We keep time on earth by means of a bunch of clocks that are located in various places on the planet, and that we keep synchronized somehow. Let's only worry about clocks at the equator because that's enough for this problem.

Take two adjacent clocks A and B and set them so that the light travel time from A to B and B to A is equal as measured by those clocks. This is called Einstein synchronization and it's how clocks in inertial frames are synchronized. Then adjust C, the clock on the other side of B, so that it's synchronized with B in the same sense. Keep doing this and you'll eventually circumnavigate the globe and get to Z, which is next to A. You'll find that Z and A are not synchronized, and if you try to fix that they'll end up out of sync with Y and/or B. There's a lump under the carpet, and you can push it around but you can't get rid of it.
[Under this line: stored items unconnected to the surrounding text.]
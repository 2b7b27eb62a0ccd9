// Audio/video muxing
//
// Stage 1 copies both streams into a container picked by compatibility
// (mp4 when both inputs are mp4-family, mkv otherwise). If that fails the
// streams are re-encoded to H.264/AAC mp4 once. There is no third attempt.
//
// Work files live in the run's scratch directory; only a finished output is
// moved into durable storage.

use async_trait::async_trait;
use std::path::Path;
use std::sync::Arc;
use std::time::Duration;

use super::errors::{MuxError, ToolFailure};
use super::models::{DownloadedArtifact, OutputFile};
use super::storage::OutputStore;
use super::tools::{ToolInfo, ToolManager, ToolType};
use super::traits::MediaTool;
use super::utils::{run_output_with_timeout, stderr_tail};

/// Audio bitrate used by the re-encode fallback
pub const REENCODE_AUDIO_BITRATE: &str = "192k";

#[derive(Debug, Clone, Copy, PartialEq, Eq)]
pub enum Container {
    /// Widely playable, needs mp4-family codecs
    Mp4,
    /// Holds any codec mix
    Mkv,
}

impl Container {
    /// Mp4 only when both inputs declare an mp4-family mime type
    pub fn for_inputs(video_mime: Option<&str>, audio_mime: Option<&str>) -> Self {
        let is_mp4 = |mime: Option<&str>| mime.map_or(false, |m| m.to_ascii_lowercase().contains("mp4"));
        if is_mp4(video_mime) && is_mp4(audio_mime) {
            Self::Mp4
        } else {
            Self::Mkv
        }
    }

    pub fn from_extension(ext: &str) -> Self {
        if ext.eq_ignore_ascii_case("mkv") {
            Self::Mkv
        } else {
            Self::Mp4
        }
    }

    pub fn extension(&self) -> &'static str {
        match self {
            Self::Mp4 => "mp4",
            Self::Mkv => "mkv",
        }
    }

    /// ffmpeg `-f` muxer name
    pub fn ffmpeg_format(&self) -> &'static str {
        match self {
            Self::Mp4 => "mp4",
            Self::Mkv => "matroska",
        }
    }
}

pub struct Muxer {
    tool: Arc<dyn MediaTool>,
    store: OutputStore,
}

impl Muxer {
    pub fn new(tool: Arc<dyn MediaTool>, store: OutputStore) -> Self {
        Self { tool, store }
    }

    /// Whether the media tool can be run at all
    pub async fn tool_available(&self) -> bool {
        self.tool.probe().await.is_some()
    }

    /// Combine a video and an audio artifact into one durable output file
    pub async fn mux(
        &self,
        video: &DownloadedArtifact,
        audio: &DownloadedArtifact,
        base_name: &str,
        work_dir: &Path,
    ) -> Result<OutputFile, MuxError> {
        let container = Container::for_inputs(video.mime_type.as_deref(), audio.mime_type.as_deref());
        let copy_out = work_dir.join(format!("muxed-copy.{}", container.extension()));

        tracing::info!(container = container.extension(), "muxing with stream copy");
        let copy_result = self.tool.run_copy_mux(&video.path, &audio.path, &copy_out).await;
        let copy_err = match verify_output(copy_result, &copy_out).await {
            Ok(()) => {
                return Ok(self
                    .store
                    .persist(&copy_out, base_name, container.extension())
                    .await?);
            }
            Err(e) => e,
        };

        let _ = tokio::fs::remove_file(&copy_out).await;
        tracing::warn!("stream copy failed, re-encoding: {}", copy_err);

        let reencode_out = work_dir.join(format!("muxed-reencode.{}", Container::Mp4.extension()));
        let reencode_result = self
            .tool
            .run_reencode_mux(&video.path, &audio.path, &reencode_out)
            .await;

        match verify_output(reencode_result, &reencode_out).await {
            Ok(()) => Ok(self
                .store
                .persist(&reencode_out, base_name, Container::Mp4.extension())
                .await?),
            Err(reencode_err) => {
                let _ = tokio::fs::remove_file(&reencode_out).await;
                tracing::warn!("re-encode failed: {}", reencode_err);
                Err(MuxError::Failed {
                    copy: copy_err,
                    reencode: reencode_err,
                })
            }
        }
    }
}

// A zero exit that produced nothing counts as a failure.
async fn verify_output(result: Result<(), ToolFailure>, output: &Path) -> Result<(), ToolFailure> {
    result?;
    match tokio::fs::metadata(output).await {
        Ok(meta) if meta.len() > 0 => Ok(()),
        _ => Err(ToolFailure::ExitStatus {
            tool: "muxer".to_string(),
            code: Some(0),
            stderr: format!("no output written to {}", output.display()),
        }),
    }
}

/// ffmpeg as the media tool
pub struct FfmpegTool {
    tools: ToolManager,
    timeout: Duration,
}

impl FfmpegTool {
    pub fn new(tools: ToolManager, timeout: Duration) -> Self {
        Self { tools, timeout }
    }

    pub fn copy_args(video: &Path, audio: &Path, output: &Path) -> Vec<String> {
        let container = Container::from_extension(
            output.extension().and_then(|e| e.to_str()).unwrap_or(""),
        );
        let mut args = Self::input_args(video, audio);
        args.extend(
            ["-c", "copy", "-f", container.ffmpeg_format()]
                .iter()
                .map(|s| s.to_string()),
        );
        args.push(output.to_string_lossy().to_string());
        args
    }

    pub fn reencode_args(video: &Path, audio: &Path, output: &Path) -> Vec<String> {
        let mut args = Self::input_args(video, audio);
        args.extend(
            [
                "-c:v",
                "libx264",
                "-c:a",
                "aac",
                "-b:a",
                REENCODE_AUDIO_BITRATE,
                "-movflags",
                "+faststart",
                "-f",
                Container::Mp4.ffmpeg_format(),
            ]
            .iter()
            .map(|s| s.to_string()),
        );
        args.push(output.to_string_lossy().to_string());
        args
    }

    fn input_args(video: &Path, audio: &Path) -> Vec<String> {
        vec![
            "-hide_banner".to_string(),
            "-nostats".to_string(),
            "-loglevel".to_string(),
            "error".to_string(),
            "-y".to_string(),
            "-i".to_string(),
            video.to_string_lossy().to_string(),
            "-i".to_string(),
            audio.to_string_lossy().to_string(),
            "-map".to_string(),
            "0:v:0".to_string(),
            "-map".to_string(),
            "1:a:0".to_string(),
        ]
    }

    async fn run(&self, args: Vec<String>) -> Result<(), ToolFailure> {
        let binary = self.tools.binary(ToolType::Ffmpeg);
        tracing::debug!("{} {}", binary, args.join(" "));

        let output = run_output_with_timeout(&binary, args, self.timeout).await?;
        if output.status.success() {
            Ok(())
        } else {
            Err(ToolFailure::ExitStatus {
                tool: "ffmpeg".to_string(),
                code: output.status.code(),
                stderr: stderr_tail(&output.stderr, 5),
            })
        }
    }
}

#[async_trait]
impl MediaTool for FfmpegTool {
    async fn probe(&self) -> Option<ToolInfo> {
        let info = self.tools.get_tool_info(ToolType::Ffmpeg).await;
        if info.is_available {
            Some(info)
        } else {
            None
        }
    }

    async fn run_copy_mux(&self, video: &Path, audio: &Path, output: &Path) -> Result<(), ToolFailure> {
        self.run(Self::copy_args(video, audio, output)).await
    }

    async fn run_reencode_mux(
        &self,
        video: &Path,
        audio: &Path,
        output: &Path,
    ) -> Result<(), ToolFailure> {
        self.run(Self::reencode_args(video, audio, output)).await
    }
}

#[cfg(test)]
mod tests {
    use super::*;
    use crate::downloader::models::StreamRole;
    use std::path::PathBuf;
    use std::sync::Mutex;

    /// Scripted media tool: each stage either writes bytes or fails
    struct ScriptedTool {
        copy_ok: bool,
        reencode_ok: bool,
        /// Write junk to the output path even on failure
        leave_partial: bool,
        calls: Mutex<Vec<&'static str>>,
    }

    impl ScriptedTool {
        fn new(copy_ok: bool, reencode_ok: bool) -> Self {
            Self {
                copy_ok,
                reencode_ok,
                leave_partial: false,
                calls: Mutex::new(Vec::new()),
            }
        }

        async fn stage(&self, name: &'static str, ok: bool, output: &Path) -> Result<(), ToolFailure> {
            self.calls.lock().unwrap().push(name);
            if ok || self.leave_partial {
                tokio::fs::write(output, b"muxed").await.unwrap();
            }
            if ok {
                Ok(())
            } else {
                Err(ToolFailure::ExitStatus {
                    tool: "fake".to_string(),
                    code: Some(1),
                    stderr: format!("{} failed", name),
                })
            }
        }
    }

    #[async_trait]
    impl MediaTool for ScriptedTool {
        async fn probe(&self) -> Option<ToolInfo> {
            None
        }

        async fn run_copy_mux(&self, _v: &Path, _a: &Path, output: &Path) -> Result<(), ToolFailure> {
            self.stage("copy", self.copy_ok, output).await
        }

        async fn run_reencode_mux(&self, _v: &Path, _a: &Path, output: &Path) -> Result<(), ToolFailure> {
            self.stage("reencode", self.reencode_ok, output).await
        }
    }

    fn artifact(dir: &Path, name: &str, mime: &str, role: StreamRole) -> DownloadedArtifact {
        let path = dir.join(name);
        std::fs::write(&path, b"stream").unwrap();
        DownloadedArtifact {
            path,
            size: 6,
            mime_type: Some(mime.to_string()),
            role,
        }
    }

    fn dirs() -> (tempfile::TempDir, tempfile::TempDir) {
        (tempfile::tempdir().unwrap(), tempfile::tempdir().unwrap())
    }

    #[test]
    fn container_follows_input_family() {
        assert_eq!(Container::for_inputs(Some("video/mp4"), Some("audio/mp4")), Container::Mp4);
        assert_eq!(
            Container::for_inputs(Some("video/MP4; codecs=\"avc1\""), Some("audio/mp4; codecs=\"mp4a.40.2\"")),
            Container::Mp4
        );
        assert_eq!(Container::for_inputs(Some("video/webm"), Some("audio/mp4")), Container::Mkv);
        assert_eq!(Container::for_inputs(Some("video/mp4"), Some("audio/webm")), Container::Mkv);
        assert_eq!(Container::for_inputs(None, Some("audio/mp4")), Container::Mkv);
    }

    #[tokio::test]
    async fn compatible_inputs_give_mp4() {
        let (scratch, out) = dirs();
        let tool = Arc::new(ScriptedTool::new(true, true));
        let muxer = Muxer::new(tool.clone(), OutputStore::new(out.path()));

        let v = artifact(scratch.path(), "v.mp4", "video/mp4", StreamRole::VideoOnly);
        let a = artifact(scratch.path(), "a.mp4", "audio/mp4", StreamRole::AudioOnly);
        let file = muxer.mux(&v, &a, "Clip [1080p]", scratch.path()).await.unwrap();

        assert_eq!(file.extension, "mp4");
        assert_eq!(file.path, out.path().join("Clip [1080p].mp4"));
        assert_eq!(*tool.calls.lock().unwrap(), vec!["copy"]);
    }

    #[tokio::test]
    async fn mismatched_inputs_give_mkv() {
        let (scratch, out) = dirs();
        let muxer = Muxer::new(Arc::new(ScriptedTool::new(true, true)), OutputStore::new(out.path()));

        let v = artifact(scratch.path(), "v.webm", "video/webm", StreamRole::VideoOnly);
        let a = artifact(scratch.path(), "a.mp4", "audio/mp4", StreamRole::AudioOnly);
        let file = muxer.mux(&v, &a, "Clip", scratch.path()).await.unwrap();

        assert_eq!(file.extension, "mkv");
        assert!(file.path.exists());
    }

    #[tokio::test]
    async fn copy_failure_falls_back_to_reencoded_mp4() {
        let (scratch, out) = dirs();
        let tool = Arc::new(ScriptedTool {
            leave_partial: true,
            ..ScriptedTool::new(false, true)
        });
        let muxer = Muxer::new(tool.clone(), OutputStore::new(out.path()));

        let v = artifact(scratch.path(), "v.webm", "video/webm", StreamRole::VideoOnly);
        let a = artifact(scratch.path(), "a.webm", "audio/webm", StreamRole::AudioOnly);
        let file = muxer.mux(&v, &a, "Clip", scratch.path()).await.unwrap();

        assert_eq!(file.extension, "mp4");
        assert_eq!(*tool.calls.lock().unwrap(), vec!["copy", "reencode"]);
        assert!(!scratch.path().join("muxed-copy.mkv").exists());
    }

    #[tokio::test]
    async fn both_failures_leave_nothing_durable() {
        let (scratch, out) = dirs();
        let tool = Arc::new(ScriptedTool {
            leave_partial: true,
            ..ScriptedTool::new(false, false)
        });
        let muxer = Muxer::new(tool, OutputStore::new(out.path()));

        let v = artifact(scratch.path(), "v.mp4", "video/mp4", StreamRole::VideoOnly);
        let a = artifact(scratch.path(), "a.mp4", "audio/mp4", StreamRole::AudioOnly);
        let err = muxer.mux(&v, &a, "Clip", scratch.path()).await.unwrap_err();

        assert!(matches!(err, MuxError::Failed { .. }));
        assert_eq!(std::fs::read_dir(out.path()).unwrap().count(), 0);
        assert!(!scratch.path().join("muxed-copy.mp4").exists());
        assert!(!scratch.path().join("muxed-reencode.mp4").exists());
    }

    #[test]
    fn ffmpeg_command_shapes() {
        let v = PathBuf::from("/s/v.webm");
        let a = PathBuf::from("/s/a.webm");

        let copy = FfmpegTool::copy_args(&v, &a, Path::new("/s/out.mkv")).join(" ");
        assert!(copy.contains("-i /s/v.webm -i /s/a.webm"));
        assert!(copy.contains("-c copy -f matroska /s/out.mkv"));

        let reencode = FfmpegTool::reencode_args(&v, &a, Path::new("/s/out.mp4")).join(" ");
        assert!(reencode.contains("-c:v libx264 -c:a aac -b:a 192k -movflags +faststart -f mp4 /s/out.mp4"));
    }
}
Let's try a totally different approach: broadcast a light speed signal from the north pole and have each clock set itself to a certain time (say t=0) when it receives that signal. This is essentially how we synchronize most clocks in real life (though the signal often travels over the internet, and the details are much more complicated). It works pretty well. If you look at adjacent pairs of clocks on the equator after this procedure, they'll all be more or less in sync. But none of them will be exactly Einstein synchronized. The lump is still there, it's just evenly distributed around the equator now.
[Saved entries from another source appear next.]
//! Room-based WebSocket Messaging Hub Library
//!
//! A WebSocket hub built with tokio-tungstenite that organizes clients
//! into named rooms, fans chat out to room members, and relays
//! point-to-point signaling payloads between members of a room.
//!
//! # Features
//! - Identity taken from the upgrade request (set by an upstream auth layer)
//! - Room creation, joining, leaving and membership transfer
//! - Chat fan-out with per-room history replay for late joiners
//! - Best-effort signaling relay for peer negotiation
//! - Bounded outbound queues: slow consumers are evicted, never waited on
//! - Per-connection inbound rate limiting
//!
//! # Architecture
//! - `Hub` is an actor owning the room directory and client registry;
//!   every structural change goes through its command channel
//! - Each `Room` guards its members and history with one lock and runs
//!   its own dispatch loop
//! - Each connection runs a reader and a writer task; the writer drains
//!   the client's outbound queue
//!
//! # Example
//! ```ignore
//! use std::sync::Arc;
//! use tokio::net::TcpListener;
//! use room_hub::{serve, Hub, MemoryRoomStore, ServerConfig};
//!
//! #[tokio::main]
//! async fn main() {
//!     let config = Arc::new(ServerConfig::default());
//!     let listener = TcpListener::bind(&config.bind_addr).await.unwrap();
//!     let hub = Hub::spawn(&config, Arc::new(MemoryRoomStore::new()));
//!
//!     serve(listener, hub, config).await;
//! }
//! ```

pub mod client;
pub mod config;
pub mod error;
pub mod guard;
pub mod handler;
pub mod hub;
pub mod identity;
pub mod message;
pub mod room;
pub mod store;
pub mod types;

// Re-export main types for convenience
pub use client::ClientHandle;
pub use config::{ConfigError, RateLimitConfig, ServerConfig};
pub use error::{AppError, SendError};
pub use handler::{handle_connection, serve, serve_connection};
pub use hub::{Hub, HubCommand, HubHandle};
pub use message::{ClientMessage, ErrorCode, RoomSummary, ServerMessage, UserRef};
pub use room::{Room, RoomEvent};
pub use store::{MemoryRoomStore, RoomStore, StoreError, StoredRoom};
pub use types::{ClientId, Frame, RoomId};
//! Error types for the hub
//!
//! Defines application-level errors and outbound queue errors.
//! Uses thiserror for ergonomic error definitions.

use thiserror::Error;

use crate::store::StoreError;

/// Application-level errors
///
/// Covers both fatal errors (connection termination) and
/// per-message errors (reported to the requesting client only).
#[derive(Debug, Error)]
pub enum AppError {
    /// WebSocket protocol error (fatal)
    #[error("WebSocket error: {0}")]
    WebSocket(#[from] tokio_tungstenite::tungstenite::Error),

    /// JSON serialization error
    #[error("JSON serialization error: {0}")]
    Json(#[from] serde_json::Error),

    /// IO error (fatal)
    #[error("IO error: {0}")]
    Io(#[from] std::io::Error),

    /// Hub command channel is gone (fatal - hub stopped)
    #[error("Hub channel closed")]
    HubClosed,

    /// Inbound frame could not be decoded
    #[error("Malformed message: {0}")]
    Malformed(String),

    /// Room name rejected by validation
    #[error("Invalid room id: {0:?}")]
    InvalidRoomId(String),

    /// A room with this id already exists
    #[error("Room already exists: {0}")]
    RoomAlreadyExists(String),

    /// Room not found with the given id
    #[error("Room not found: {0}")]
    RoomNotFound(String),

    /// Signal target is not a member of the sender's room
    #[error("Target not found: {0}")]
    TargetNotFound(String),

    /// Client is not in any room
    #[error("Not in room")]
    NotInRoom,

    /// Client is already in the requested room
    #[error("Already in room")]
    AlreadyInRoom,

    /// Inbound frame dropped by the rate-limit guard
    #[error("Rate limited")]
    RateLimited,

    /// No free generated room id was found
    #[error("No free room id after {0} attempts")]
    RoomIdsExhausted(usize),

    /// Persistence collaborator failure
    #[error("Storage error: {0}")]
    Store(#[from] StoreError),
}

/// Outbound queue errors
///
/// A push never waits: a full queue and a closed queue are both
/// reported immediately to the producer.
#[derive(Debug, Error, PartialEq, Eq)]
pub enum SendError {
    /// The consumer is not keeping up
    #[error("Outbound queue saturated")]
    QueueSaturated,

    /// The queue has been closed (client retired or evicted)
    #[error("Channel closed")]
    ChannelClosed,
}
//! Room persistence collaborator
//!
//! The hub asks the store about durable rooms only when a room is
//! created, rehydrated on join, or listed for a newly connected client.
//! It never sits on the broadcast path.

use std::collections::BTreeMap;
use std::sync::{Mutex, PoisonError};
use std::time::SystemTime;

use thiserror::Error;

use crate::types::RoomId;

/// Persistence failures
#[derive(Debug, Error)]
pub enum StoreError {
    /// A room with this name is already stored
    #[error("room already stored: {0}")]
    Duplicate(String),

    /// Backend failure
    #[error("store unavailable: {0}")]
    Unavailable(String),
}

/// A durably recorded room
#[derive(Debug, Clone, PartialEq, Eq)]
pub struct StoredRoom {
    pub room_id: RoomId,
    pub created_at: SystemTime,
}

impl StoredRoom {
    pub fn new(room_id: RoomId) -> Self {
        Self {
            room_id,
            created_at: SystemTime::now(),
        }
    }
}

/// Durable room directory
///
/// Calls are synchronous; implementations backed by slow I/O should keep
/// their own cache.
pub trait RoomStore: Send + Sync {
    fn find_room_by_name(&self, room_id: &RoomId) -> Result<Option<StoredRoom>, StoreError>;

    fn insert_room(&self, room: StoredRoom) -> Result<(), StoreError>;

    fn list_all_rooms(&self) -> Result<Vec<StoredRoom>, StoreError>;
}

/// In-process store, used by the binary and in tests
#[derive(Debug, Default)]
pub struct MemoryRoomStore {
    rooms: Mutex<BTreeMap<RoomId, StoredRoom>>,
}

impl MemoryRoomStore {
    pub fn new() -> Self {
        Self::default()
    }
}

impl RoomStore for MemoryRoomStore {
    fn find_room_by_name(&self, room_id: &RoomId) -> Result<Option<StoredRoom>, StoreError> {
        let rooms = self.rooms.lock().unwrap_or_else(PoisonError::into_inner);
        Ok(rooms.get(room_id).cloned())
    }

    fn insert_room(&self, room: StoredRoom) -> Result<(), StoreError> {
        let mut rooms = self.rooms.lock().unwrap_or_else(PoisonError::into_inner);
        if rooms.contains_key(&room.room_id) {
            return Err(StoreError::Duplicate(room.room_id.to_string()));
        }
        rooms.insert(room.room_id.clone(), room);
        Ok(())
    }

    fn list_all_rooms(&self) -> Result<Vec<StoredRoom>, StoreError> {
        let rooms = self.rooms.lock().unwrap_or_else(PoisonError::into_inner);
        Ok(rooms.values().cloned().collect())
    }
}

#[cfg(test)]
mod tests {
    use super::*;

    #[test]
    fn test_insert_and_find() {
        let store = MemoryRoomStore::new();
        let id = RoomId::parse("alpha").unwrap();

        assert!(store.find_room_by_name(&id).unwrap().is_none());
        store.insert_room(StoredRoom::new(id.clone())).unwrap();
        assert_eq!(store.find_room_by_name(&id).unwrap().unwrap().room_id, id);
    }

    #[test]
    fn test_duplicate_insert_rejected() {
        let store = MemoryRoomStore::new();
        let id = RoomId::parse("alpha").unwrap();

        store.insert_room(StoredRoom::new(id.clone())).unwrap();
        assert!(matches!(
            store.insert_room(StoredRoom::new(id)),
            Err(StoreError::Duplicate(_))
        ));
    }

    #[test]
    fn test_list_sorted_by_name() {
        let store = MemoryRoomStore::new();
        for name in ["gamma", "alpha", "beta"] {
            store
                .insert_room(StoredRoom::new(RoomId::parse(name).unwrap()))
                .unwrap();
        }

        let names: Vec<_> = store
            .list_all_rooms()
            .unwrap()
            .into_iter()
            .map(|r| r.room_id.to_string())
            .collect();
        assert_eq!(names, vec!["alpha", "beta", "gamma"]);
    }
}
Now, let's take two clocks on the surface, say A and B, and extend them to a line of synchronized clocks extending out into space (tangent to the surface). This is your rocket-ship coordinate system. If you synchronize those clocks pairwise to match the way A and B are synchronized, and A and B were synchronized by the signal from the north pole, then every pair of clocks will be not-quite-Einstein synchronized in the same way as A and B. The speed of light will be anoisotropic as measured by these clocks.
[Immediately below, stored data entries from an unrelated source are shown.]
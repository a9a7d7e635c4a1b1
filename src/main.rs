//! Room Hub - Entry Point
//!
//! Loads configuration, starts the Hub actor and accepts connections.

use std::path::PathBuf;
use std::sync::Arc;

use clap::Parser;
use tokio::net::TcpListener;
use tracing::info;
use tracing_subscriber::EnvFilter;

use room_hub::{serve, Hub, MemoryRoomStore, ServerConfig};

/// Room-based WebSocket messaging hub
#[derive(Parser, Debug)]
#[command(author, version, about)]
struct Args {
    /// Path to a TOML config file
    #[arg(short, long)]
    config: Option<PathBuf>,
    /// Address to bind to (overrides the config file)
    #[arg(short, long)]
    bind: Option<String>,
    /// Tracing filter (overrides the config file; RUST_LOG wins over both)
    #[arg(long)]
    log: Option<String>,
}

#[tokio::main]
async fn main() -> Result<(), Box<dyn std::error::Error>> {
    let args = Args::parse();

    let mut config = match &args.config {
        Some(path) => ServerConfig::from_file(path)?,
        None => ServerConfig::default(),
    };
    if let Some(bind) = args.bind {
        config.bind_addr = bind;
    }
    if let Some(log) = args.log {
        config.log_filter = log;
    }

    // Use RUST_LOG env var to control log level
    // e.g., RUST_LOG=debug or RUST_LOG=room_hub=trace
    tracing_subscriber::fmt()
        .with_env_filter(
            EnvFilter::try_from_default_env()
                .unwrap_or_else(|_| EnvFilter::new(&config.log_filter)),
        )
        .init();

    let listener = TcpListener::bind(&config.bind_addr).await?;
    info!("Room hub listening on {}", config.bind_addr);

    let config = Arc::new(config);
    let hub = Hub::spawn(&config, Arc::new(MemoryRoomStore::new()));

    serve(listener, hub, config).await;

    Ok(())
}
This doesn't contradict special relativity because SR only says that the speed of light is $c$ in inertial reference frames, and this isn't one. Inertial reference frames synchronize their clocks by the Einstein procedure by definition. Your reference frame is a perfectly valid coordinate system, and it might be useful in analyzing the motion of the rocket ship relative to clocks on the ground; it just isn't one of the specific family of coordinate systems that special relativity says the speed of light is $c$ in.

(You might be thinking that it's circular to say that the speed of light is $c$ in inertial reference frames when they're synchronized to make it $c$ in the first place. The interesting thing about them, though, is that they exist at all. In a non-special-relativistic world, either you can't define Einstein synchronization (because the speed of light varies) or the laws of physics don't take the same form with respect to all of those reference frames.)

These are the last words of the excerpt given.